Sherwood man snags the catfish of his life
By Greg Rayburn \ Editor \ grayburn@sherwoodvoice.com
Thursday, July 10, 2008 2:59 PM CDT
| |
| Keith Byrd holds the 40-pound catfish he caught while fishing with his children at Indianhead Lake recently. It’s a fish story he’s ready to tell the rest of his life. (Photo courtesy of Butch Davis) |
It may not be the size of Moby Dick or have teeth as sharp as Jaws, but Sherwood’s Keith Byrd recently caught the fish of his life.
At about 6 p.m. June 27, he and his children, Avery, 7, and Parker, 4, were fishing at Indianhead Lake on the family boat.
“We just wanted to have a good evening together,” Byrd said.
Byrd cast his line and waited.
Then the line started to tug. And tug some more. Finally, something big appeared to be thrashing in the water, caught in the line.
“With all the water splashing, how big it was, we knew we had something big,” Byrd said.
Finally, as Byrd got closer to the catch, he saw what he calls a monster … a whopper … a beast of the open lake. He had bagged a 40-pound catfish.
“I couldn’t believe it,” Byrd said. “My dad started taking me fishing when I was little. I’ve been fishing for about 30 years. Something like this has never happened to me.”
The fish was so big that he couldn’t pull it in by the line alone. He grabbed it by the gills and flipped it into the boat.
“My kids were speechless,” Byrd said.
He had taken a small ice chest on the voyage, but it was barely big enough.
“I had to stuff it in the best I could until I got home,” Byrd said.
Once home, he and the kids were greeted by his wife, Libby, who got a warning about the big fish from a cell phone call from Byrd on the way home.
“I told her it was big, but she really never knew how big it was until she saw it,” Byrd said.
Once home, word of the mammoth catfish spread quickly in his Mohave Street neighborhood.
Visitors started swarming by his house to hear about the big fish that didn’t get away.
“People’s eyes were big when they saw it,” Byrd said.

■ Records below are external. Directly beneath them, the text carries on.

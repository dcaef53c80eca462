use super::repository;
use crate::domain::{a001_kategori, a002_merek, a003_jenis_barang, a004_lokasi, a005_model_barang};
use crate::shared::error::{AppError, AppResult};
use crate::shared::pagination::make_paginated;
use contracts::domain::a004_lokasi::aggregate::LokasiRef;
use contracts::domain::a006_barang_masuk::aggregate::{
    BarangMasuk, BarangMasukDetail, BarangMasukId,
};
use contracts::domain::a006_barang_masuk::dto::{
    BarangMasukDetailView, BarangMasukDto, BarangMasukFilter, BarangMasukRow, BarangMasukView,
};
use contracts::domain::common::EntityMetadata;
use contracts::shared::pagination::{clamp_per_page, Paginated};
use contracts::shared::validation::ValidationErrors;
use std::collections::HashMap;
use uuid::Uuid;

/// Checks that need no database access: date format and line completeness
pub fn validate_required(dto: &BarangMasukDto) -> ValidationErrors {
    let mut errors = ValidationErrors::new();
    if dto.tanggal.trim().is_empty() {
        errors.add("tanggal", "Tanggal wajib diisi");
    } else if parse_tanggal(&dto.tanggal).is_none() {
        errors.add("tanggal", "Format tanggal tidak valid");
    }
    if dto.asal_id.is_none() {
        errors.add("asal_id", "Asal barang wajib dipilih");
    }
    if dto.details.is_empty() {
        errors.add("details", "Minimal satu baris detail barang");
    }
    for (i, line) in dto.details.iter().enumerate() {
        if line.model_barang_id.is_none() {
            errors.add(
                format!("details.{}.model_barang_id", i),
                "Model barang wajib dipilih",
            );
        }
        if line.serial_number.trim().is_empty() {
            errors.add(
                format!("details.{}.serial_number", i),
                "Nomor seri wajib diisi",
            );
        }
    }
    errors
}

pub fn parse_tanggal(raw: &str) -> Option<chrono::NaiveDate> {
    chrono::NaiveDate::parse_from_str(raw.trim(), "%Y-%m-%d").ok()
}

/// Query-string prefix reproduced in the pagination links
fn base_query(filter: &BarangMasukFilter, per_page: u64) -> String {
    let mut parts: Vec<String> = Vec::new();
    if let Some(tanggal) = filter.tanggal.as_deref().filter(|s| !s.trim().is_empty()) {
        parts.push(format!("tanggal={}", urlencoding::encode(tanggal.trim())));
    }
    if let Some(kategori) = filter.kategori_id {
        parts.push(format!("kategori_id={}", kategori.value()));
    }
    if let Some(asal) = filter.asal_id {
        parts.push(format!("asal_id={}", asal.value()));
    }
    if let Some(merek) = filter.merek_id {
        parts.push(format!("merek_id={}", merek.value()));
    }
    if let Some(search) = filter.search.as_deref().filter(|s| !s.trim().is_empty()) {
        parts.push(format!("search={}", urlencoding::encode(search.trim())));
    }
    parts.push(format!("sort={}", filter.sort.code()));
    parts.push(format!("per_page={}", per_page));
    parts.join("&")
}

pub async fn list(filter: BarangMasukFilter) -> AppResult<Paginated<BarangMasukRow>> {
    let per_page = clamp_per_page(filter.per_page);
    let page = filter.page.max(1);
    let query = base_query(&filter, per_page);

    let tanggal = filter.tanggal.as_deref().and_then(parse_tanggal);
    let search = filter
        .search
        .as_deref()
        .map(str::trim)
        .filter(|s| !s.is_empty());

    // Kategori/merek/search constrain via the detail lines; resolve them to
    // a header whitelist first.
    let mut id_whitelist: Option<Vec<Uuid>> = None;
    if filter.kategori_id.is_some() || filter.merek_id.is_some() || search.is_some() {
        let model_ids = if filter.kategori_id.is_some() || filter.merek_id.is_some() {
            let ids = a005_model_barang::repository::ids_matching(
                filter.kategori_id.map(|k| k.value()),
                filter.merek_id.map(|m| m.value()),
            )
            .await?;
            if ids.is_empty() {
                return Ok(make_paginated(Vec::new(), 0, 1, per_page, &query));
            }
            Some(ids)
        } else {
            None
        };

        let search_model_ids = match search {
            Some(s) => {
                let merek_ids = a002_merek::repository::ids_matching_name(s).await?;
                Some(a005_model_barang::repository::ids_matching_name(s, &merek_ids).await?)
            }
            None => None,
        };

        let ids = repository::header_ids_with_details(
            model_ids.as_deref(),
            search,
            search_model_ids.as_deref(),
        )
        .await?;
        if ids.is_empty() {
            return Ok(make_paginated(Vec::new(), 0, 1, per_page, &query));
        }
        id_whitelist = Some(ids);
    }

    let (headers, total) = repository::list_page(
        tanggal,
        filter.asal_id.map(|a| a.value()),
        id_whitelist.as_deref(),
        filter.sort.is_descending(),
        page,
        per_page,
    )
    .await?;

    let header_ids: Vec<Uuid> = headers
        .iter()
        .filter_map(|h| Uuid::parse_str(&h.id).ok())
        .collect();
    let details = repository::details_for(&header_ids).await?;
    let mut first_detail: HashMap<String, &repository::detail::Model> = HashMap::new();
    let mut detail_counts: HashMap<String, usize> = HashMap::new();
    for d in &details {
        first_detail.entry(d.barang_masuk_id.clone()).or_insert(d);
        *detail_counts.entry(d.barang_masuk_id.clone()).or_insert(0) += 1;
    }

    let models = a005_model_barang::repository::model_map().await?;
    let kategori_names = a001_kategori::repository::name_map().await?;
    let merek_names = a002_merek::repository::name_map().await?;
    let lokasi_names = a004_lokasi::repository::name_map().await?;

    let rows: Vec<BarangMasukRow> = headers
        .into_iter()
        .map(|h| {
            let first = first_detail.get(&h.id);
            let model = first
                .and_then(|d| Uuid::parse_str(&d.model_barang_id).ok())
                .and_then(|id| models.get(&id));
            BarangMasukRow {
                id: BarangMasukId(Uuid::parse_str(&h.id).unwrap_or_else(|_| Uuid::new_v4())),
                tanggal: h.tanggal.format("%Y-%m-%d").to_string(),
                merek: model
                    .and_then(|m| merek_names.get(&m.merek_id.value()).cloned()),
                model: model.map(|m| m.nama.clone()),
                kategori: model
                    .and_then(|m| kategori_names.get(&m.kategori_id.value()).cloned()),
                asal: Uuid::parse_str(&h.asal_id)
                    .ok()
                    .and_then(|id| lokasi_names.get(&id).cloned())
                    .unwrap_or_default(),
                jumlah_detail: detail_counts.get(&h.id).copied().unwrap_or(0),
            }
        })
        .collect();

    Ok(make_paginated(rows, total, page, per_page, &query))
}

/// The nested representation served to the detail modal
pub async fn view(id: Uuid) -> AppResult<BarangMasukView> {
    let aggregate = repository::get_by_id(id).await?.ok_or(AppError::NotFound)?;

    let models = a005_model_barang::repository::model_map().await?;
    let kategori_names = a001_kategori::repository::name_map().await?;
    let merek_names = a002_merek::repository::name_map().await?;
    let jenis_names = a003_jenis_barang::repository::name_map().await?;
    let lokasi_names = a004_lokasi::repository::name_map().await?;

    let details = aggregate
        .details
        .iter()
        .map(|line| {
            let model = models.get(&line.model_barang_id.value());
            BarangMasukDetailView {
                id: line.id,
                model_barang_id: line.model_barang_id,
                model: model.map(|m| m.nama.clone()).unwrap_or_default(),
                merek: model
                    .and_then(|m| merek_names.get(&m.merek_id.value()).cloned())
                    .unwrap_or_default(),
                kategori: model
                    .and_then(|m| kategori_names.get(&m.kategori_id.value()).cloned())
                    .unwrap_or_default(),
                jenis: model
                    .and_then(|m| m.jenis_id)
                    .and_then(|j| jenis_names.get(&j.value()).cloned()),
                serial_number: line.serial_number.clone(),
                kondisi: line.kondisi,
            }
        })
        .collect();

    Ok(BarangMasukView {
        id: aggregate.id,
        tanggal: aggregate.tanggal.format("%Y-%m-%d").to_string(),
        asal: LokasiRef {
            id: aggregate.asal_id,
            nama: lokasi_names
                .get(&aggregate.asal_id.value())
                .cloned()
                .unwrap_or_default(),
        },
        details,
    })
}

/// Create (`dto.id == None`) or update an incoming transaction
pub async fn save(dto: BarangMasukDto) -> AppResult<Uuid> {
    let mut errors = validate_required(&dto);

    if let Some(asal_id) = dto.asal_id {
        if !a004_lokasi::service::exists(asal_id.value()).await? {
            errors.add("asal_id", "Asal barang tidak ditemukan");
        }
    }
    for (i, line) in dto.details.iter().enumerate() {
        if let Some(model_id) = line.model_barang_id {
            if a005_model_barang::repository::get_by_id(model_id.value())
                .await?
                .is_none()
            {
                errors.add(
                    format!("details.{}.model_barang_id", i),
                    "Model barang tidak ditemukan",
                );
            }
        }
    }

    if let Err(errors) = errors.into_result() {
        return Err(AppError::Validation(errors));
    }

    let tanggal = parse_tanggal(&dto.tanggal).expect("validated");
    let asal_id = dto.asal_id.expect("validated");
    let details: Vec<BarangMasukDetail> = dto
        .details
        .iter()
        .map(|line| BarangMasukDetail {
            id: Uuid::new_v4(),
            model_barang_id: line.model_barang_id.expect("validated"),
            serial_number: line.serial_number.trim().to_string(),
            kondisi: line.kondisi,
        })
        .collect();

    match dto.id {
        None => {
            let aggregate = BarangMasuk {
                id: BarangMasukId::new_v4(),
                tanggal,
                asal_id,
                details,
                metadata: EntityMetadata::new(),
            };
            Ok(repository::insert(&aggregate).await?)
        }
        Some(id) => {
            let mut aggregate = repository::get_by_id(id.value())
                .await?
                .ok_or(AppError::NotFound)?;
            aggregate.tanggal = tanggal;
            aggregate.asal_id = asal_id;
            aggregate.details = details;
            aggregate.metadata.touch();
            aggregate.metadata.increment_version();
            repository::update(&aggregate).await?;
            Ok(id.value())
        }
    }
}

pub async fn delete(id: Uuid) -> AppResult<bool> {
    Ok(repository::soft_delete(id).await?)
}

#[cfg(test)]
mod tests {
    use super::*;
    use contracts::domain::a004_lokasi::aggregate::LokasiId;
    use contracts::domain::a006_barang_masuk::dto::BarangMasukDetailDto;

    #[test]
    fn test_validate_required_empty_dto() {
        let errors = validate_required(&BarangMasukDto::default());
        assert_eq!(errors.get("tanggal"), Some("Tanggal wajib diisi"));
        assert_eq!(errors.get("asal_id"), Some("Asal barang wajib dipilih"));
        assert_eq!(errors.get("details"), Some("Minimal satu baris detail barang"));
    }

    #[test]
    fn test_validate_rejects_bad_date() {
        let dto = BarangMasukDto {
            tanggal: "03/01/2025".to_string(),
            ..Default::default()
        };
        let errors = validate_required(&dto);
        assert_eq!(errors.get("tanggal"), Some("Format tanggal tidak valid"));
    }

    #[test]
    fn test_validate_flags_incomplete_lines() {
        let dto = BarangMasukDto {
            tanggal: "2025-03-01".to_string(),
            asal_id: Some(LokasiId::new_v4()),
            details: vec![BarangMasukDetailDto::default()],
            ..Default::default()
        };
        let errors = validate_required(&dto);
        assert_eq!(
            errors.get("details.0.model_barang_id"),
            Some("Model barang wajib dipilih")
        );
        assert_eq!(
            errors.get("details.0.serial_number"),
            Some("Nomor seri wajib diisi")
        );
        assert!(errors.get("tanggal").is_none());
    }

    #[test]
    fn test_parse_tanggal() {
        assert!(parse_tanggal("2025-03-01").is_some());
        assert!(parse_tanggal(" 2025-03-01 ").is_some());
        assert!(parse_tanggal("2025-13-01").is_none());
        assert!(parse_tanggal("").is_none());
    }
}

Unlike in some movies, such as the 1981 classic On Golden Pond starring Henry Fonda, this fish didn’t get away.
It became the main course at the Byrd household.
For days, Byrd looked for ways to eat 40 pounds of catfish. He had leftovers for weeks.
More important than the cuisine that resulted from the catfish was the pictorial evidence. Byrd said he wanted to make sure he got photographs so everyone would believe his story.
“I’ll remember this for the rest of my life.”